Task requirements: Each entry should be quoted word for word, including every mark of punctuation.

Information provided:
fn parse_record_specifier(
    cursor: &mut TokenCursor,
    arena: &mut TypeArena,
    target: &Target,
    scope: &Scope,
    sink: &mut dyn DiagnosticSink,
    exprs: &mut dyn ExprEvaluator,
    is_union: bool,
) -> Result<(RecordId, Option<Box<str>>)> {
    let name = cursor.eat_identifier();
    if cursor.eat_punct(Punctuator::LBrace) {
        let id = arena.alloc_record(name.clone().unwrap_or_default(), is_union);
        let fields = parse_field_list(cursor, arena, target, scope, sink, exprs)?;
        // Non-goal (spec §1): real ABI layout is a placeholder. Every field
        // starts at offset 0 and the record's cached size/alignment are 0,
        // which `Record::is_incomplete` treats as "complete" (only
        // `arena::INCOMPLETE` means "body not yet parsed").
        arena.complete_record(id, fields, 0, 0);
        Ok((id, name))
    } else if let Some(name) = name {
        let existing = if is_union {
            scope.resolve_union(&name)
        } else {
            scope.resolve_struct(&name)
        };
        match existing {
            Some(id) => Ok((id, None)),
            None => Ok((arena.alloc_record(name.clone(), is_union), Some(name))),
        }
    } else {
        Err(Error::Syntax(
            cursor.pos(),
            SyntaxError::Expected {
                expected: "struct/union tag or body",
                found: format!("{}", cursor.peek()),
            },
        ))
    }
}

fn parse_field_list(
    cursor: &mut TokenCursor,
    arena: &mut TypeArena,
    target: &Target,
    scope: &Scope,
    sink: &mut dyn DiagnosticSink,
    exprs: &mut dyn ExprEvaluator,
) -> Result<Vec<Field>> {
    let mut fields = Vec::new();
    while !cursor.is_punct(Punctuator::RBrace) {
        if cursor.at_eof() {
            return Err(Error::Syntax(
                cursor.pos(),
                SyntaxError::Expected {
                    expected: "'}'",
                    found: format!("{}", cursor.peek()),
                },
            ));
        }
        let mut pending = Vec::new();
        let base = parse_specifier_sequence(cursor, arena, target, scope, sink, exprs, &mut pending)?;
        loop {
            let (name, ty) = if cursor.is_punct(Punctuator::Colon) {
                (Box::<str>::from(""), base)
            } else {
                let mut specifiers = Specifiers;
                let decl = declarator::parse_declarator(cursor, base, arena, target, scope, sink, exprs, &mut specifiers)?;
                let name = if decl.name_token != 0 {
                    cursor.identifier_at(decl.name_token).map(Box::<str>::from).unwrap_or_default()
                } else {
                    Box::<str>::from("")
                };
                (name, decl.ty)
            };
            let bit_width = if cursor.eat_punct(Punctuator::Colon) {
                match exprs.parse_constant_expression(cursor)? {
                    ConstExpr::Constant(n) => n as u32,
                    ConstExpr::NonConstant(_) => 0,
                }
            } else {
                0
            };
            fields.push(Field { name, ty, bit_width, offset: 0 });
            if !cursor.eat_punct(Punctuator::Comma) {
                break;
            }
        }
        expect_punct(cursor, Punctuator::Semicolon, "';'")?;
    }
    expect_punct(cursor, Punctuator::RBrace, "'}'")?;
    Ok(fields)
}

fn parse_enum_specifier(
    cursor: &mut TokenCursor,
    arena: &mut TypeArena,
    scope: &Scope,
    sink: &mut dyn DiagnosticSink,
    exprs: &mut dyn ExprEvaluator,
) -> Result<(EnumId, Option<Box<str>>)> {
    let name = cursor.eat_identifier();
    if cursor.eat_punct(Punctuator::LBrace) {
        let id = arena.alloc_enum(name.clone().unwrap_or_default(), Type::INT);
        let mut enumerators = Vec::new();
        let mut next_value: u64 = 0;
        while !cursor.is_punct(Punctuator::RBrace) {
            let ename = cursor.eat_identifier().ok_or_else(|| {
                Error::Syntax(
                    cursor.pos(),
                    SyntaxError::Expected {
                        expected: "enumerator name",
                        found: format!("{}", cursor.peek()),
                    },
                )
            })?;
            if cursor.eat_punct(Punctuator::Equal) {
                if let ConstExpr::Constant(n) = exprs.parse_constant_expression(cursor)? {
                    next_value = n;
                }
            }
            enumerators.push(Enumerator {
                name: ename,
                ty: Type::INT,
                value: next_value,
            });
            next_value = next_value.wrapping_add(1);
            if !cursor.eat_punct(Punctuator::Comma) {
                break;
            }
        }
        expect_punct(cursor, Punctuator::RBrace, "'}'")?;
        arena.complete_enum(id, enumerators);
        Ok((id, name))
    } else if let Some(name) = name {
        match scope.resolve_enum(&name) {
            Some(id) => Ok((id, None)),
            None => Ok((arena.alloc_enum(name.clone(), Type::INT), Some(name))),
        }
    } else {
        Err(Error::Syntax(
            cursor.pos(),
            SyntaxError::Expected {
                expected: "enum tag or body",
                found: format!("{}", cursor.peek()),
            },
        ))
    }
}

fn parse_static_assert(cursor: &mut TokenCursor, exprs: &mut dyn ExprEvaluator, sink: &mut dyn DiagnosticSink) -> Result<()> {
    cursor.bump(); // `_Static_assert`
    expect_punct(cursor, Punctuator::LParen, "'('")?;
    let at = cursor.pos();
    let condition = exprs.parse_constant_expression(cursor)?;
    expect_punct(cursor, Punctuator::Comma, "','")?;
    let message = cursor.eat_string_literal().ok_or_else(|| {
        Error::Syntax(
            cursor.pos(),
            SyntaxError::Expected {
                expected: "string literal",
                found: format!("{}", cursor.peek()),
            },
        )
    })?;
    expect_punct(cursor, Punctuator::RParen, "')'")?;
    expect_punct(cursor, Punctuator::Semicolon, "';'")?;

    if let ConstExpr::Constant(n) = condition {
        if n == 0 {
            sink.report(Diagnostic {
                tag: DiagnosticTag::StaticAssertFailed,
                token: at,
                extra: Some(Extra::Text(format!("'{}' \"{}\"", n, message))),
            });
        }
    }
    Ok(())
}

#[derive(Debug, Clone, Copy, PartialEq, Eq)]
enum StorageClass {
    None,
    Typedef,
    Extern,
    Static,
    Auto,
    Register,
}

/// The decl-specifier state accumulated before any declarator is parsed
/// (spec §4.4's four orthogonal slots).
struct DeclSpecifiers {
    storage: StorageClass,
    thread_local: bool,
    inline: bool,
    noreturn: bool,
    function_specifier_token: Option<TokenId>,
    base: Type,
}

Answer below:
fn parse_record_specifier(
    cursor: &mut TokenCursor,
    arena: &mut TypeArena,
    target: &Target,
    scope: &Scope,
    sink: &mut dyn DiagnosticSink,
    exprs: &mut dyn ExprEvaluator,
    is_union: bool,
) -> Result<(RecordId, Option<Box<str>>)> {
    let name = cursor.eat_identifier();
    if cursor.eat_punct(Punctuator::LBrace) {
        let id = arena.alloc_record(name.clone().unwrap_or_default(), is_union);
        let fields = parse_field_list(cursor, arena, target, scope, sink, exprs)?;
        // Non-goal (spec §1): real ABI layout is a placeholder. Every field
        // starts at offset 0 and the record's cached size/alignment are 0,
        // which `Record::is_incomplete` treats as "complete" (only
        // `arena::INCOMPLETE` means "body not yet parsed").
        arena.complete_record(id, fields, 0, 0);
        Ok((id, name))
    } else if let Some(name) = name {
        let existing = if is_union {
            scope.resolve_union(&name)
        } else {
            scope.resolve_struct(&name)
        };
        match existing {
            Some(id) => Ok((id, None)),
            None => Ok((arena.alloc_record(name.clone(), is_union), Some(name))),
        }
    } else {
        Err(Error::Syntax(
            cursor.pos(),
            SyntaxError::Expected {
                expected: "struct/union tag or body",
                found: format!("{}", cursor.peek()),
            },
        ))
    }
}

fn parse_field_list(
    cursor: &mut TokenCursor,
    arena: &mut TypeArena,
    target: &Target,
    scope: &Scope,
    sink: &mut dyn DiagnosticSink,
    exprs: &mut dyn ExprEvaluator,
) -> Result<Vec<Field>> {
    let mut fields = Vec::new();
    while !cursor.is_punct(Punctuator::RBrace) {
        if cursor.at_eof() {
            return Err(Error::Syntax(
                cursor.pos(),
                SyntaxError::Expected {
                    expected: "'}'",
                    found: format!("{}", cursor.peek()),
                },
            ));
        }
        let mut pending = Vec::new();
        let base = parse_specifier_sequence(cursor, arena, target, scope, sink, exprs, &mut pending)?;
        loop {
            let (name, ty) = if cursor.is_punct(Punctuator::Colon) {
                (Box::<str>::from(""), base)
            } else {
                let mut specifiers = Specifiers;
                let decl = declarator::parse_declarator(cursor, base, arena, target, scope, sink, exprs, &mut specifiers)?;
                let name = if decl.name_token != 0 {
                    cursor.identifier_at(decl.name_token).map(Box::<str>::from).unwrap_or_default()
                } else {
                    Box::<str>::from("")
                };
                (name, decl.ty)
            };
            let bit_width = if cursor.eat_punct(Punctuator::Colon) {
                match exprs.parse_constant_expression(cursor)? {
                    ConstExpr::Constant(n) => n as u32,
                    ConstExpr::NonConstant(_) => 0,
                }
            } else {
                0
            };
            fields.push(Field { name, ty, bit_width, offset: 0 });
            if !cursor.eat_punct(Punctuator::Comma) {
                break;
            }
        }
        expect_punct(cursor, Punctuator::Semicolon, "';'")?;
    }
    expect_punct(cursor, Punctuator::RBrace, "'}'")?;
    Ok(fields)
}

fn parse_enum_specifier(
    cursor: &mut TokenCursor,
    arena: &mut TypeArena,
    scope: &Scope,
    sink: &mut dyn DiagnosticSink,
    exprs: &mut dyn ExprEvaluator,
) -> Result<(EnumId, Option<Box<str>>)> {
    let name = cursor.eat_identifier();
    if cursor.eat_punct(Punctuator::LBrace) {
        let id = arena.alloc_enum(name.clone().unwrap_or_default(), Type::INT);
        let mut enumerators = Vec::new();
        let mut next_value: u64 = 0;
        while !cursor.is_punct(Punctuator::RBrace) {
            let ename = cursor.eat_identifier().ok_or_else(|| {
                Error::Syntax(
                    cursor.pos(),
                    SyntaxError::Expected {
                        expected: "enumerator name",
                        found: format!("{}", cursor.peek()),
                    },
                )
            })?;
            if cursor.eat_punct(Punctuator::Equal) {
                if let ConstExpr::Constant(n) = exprs.parse_constant_expression(cursor)? {
                    next_value = n;
                }
            }
            enumerators.push(Enumerator {
                name: ename,
                ty: Type::INT,
                value: next_value,
            });
            next_value = next_value.wrapping_add(1);
            if !cursor.eat_punct(Punctuator::Comma) {
                break;
            }
        }
        expect_punct(cursor, Punctuator::RBrace, "'}'")?;
        arena.complete_enum(id, enumerators);
        Ok((id, name))
    } else if let Some(name) = name {
        match scope.resolve_enum(&name) {
            Some(id) => Ok((id, None)),
            None => Ok((arena.alloc_enum(name.clone(), Type::INT), Some(name))),
        }
    } else {
        Err(Error::Syntax(
            cursor.pos(),
            SyntaxError::Expected {
                expected: "enum tag or body",
                found: format!("{}", cursor.peek()),
            },
        ))
    }
}

fn parse_static_assert(cursor: &mut TokenCursor, exprs: &mut dyn ExprEvaluator, sink: &mut dyn DiagnosticSink) -> Result<()> {
    cursor.bump(); // `_Static_assert`
    expect_punct(cursor, Punctuator::LParen, "'('")?;
    let at = cursor.pos();
    let condition = exprs.parse_constant_expression(cursor)?;
    expect_punct(cursor, Punctuator::Comma, "','")?;
    let message = cursor.eat_string_literal().ok_or_else(|| {
        Error::Syntax(
            cursor.pos(),
            SyntaxError::Expected {
                expected: "string literal",
                found: format!("{}", cursor.peek()),
            },
        )
    })?;
    expect_punct(cursor, Punctuator::RParen, "')'")?;
    expect_punct(cursor, Punctuator::Semicolon, "';'")?;

    if let ConstExpr::Constant(n) = condition {
        if n == 0 {
            sink.report(Diagnostic {
                tag: DiagnosticTag::StaticAssertFailed,
                token: at,
                extra: Some(Extra::Text(format!("'{}' \"{}\"", n, message))),
            });
        }
    }
    Ok(())
}

#[derive(Debug, Clone, Copy, PartialEq, Eq)]
enum StorageClass {
    None,
    Typedef,
    Extern,
    Static,
    Auto,
    Register,
}

/// The decl-specifier state accumulated before any declarator is parsed
/// (spec §4.4's four orthogonal slots).
struct DeclSpecifiers {
    storage: StorageClass,
    thread_local: bool,
    inline: bool,
    noreturn: bool,
    function_specifier_token: Option<TokenId>,
    base: Type,
}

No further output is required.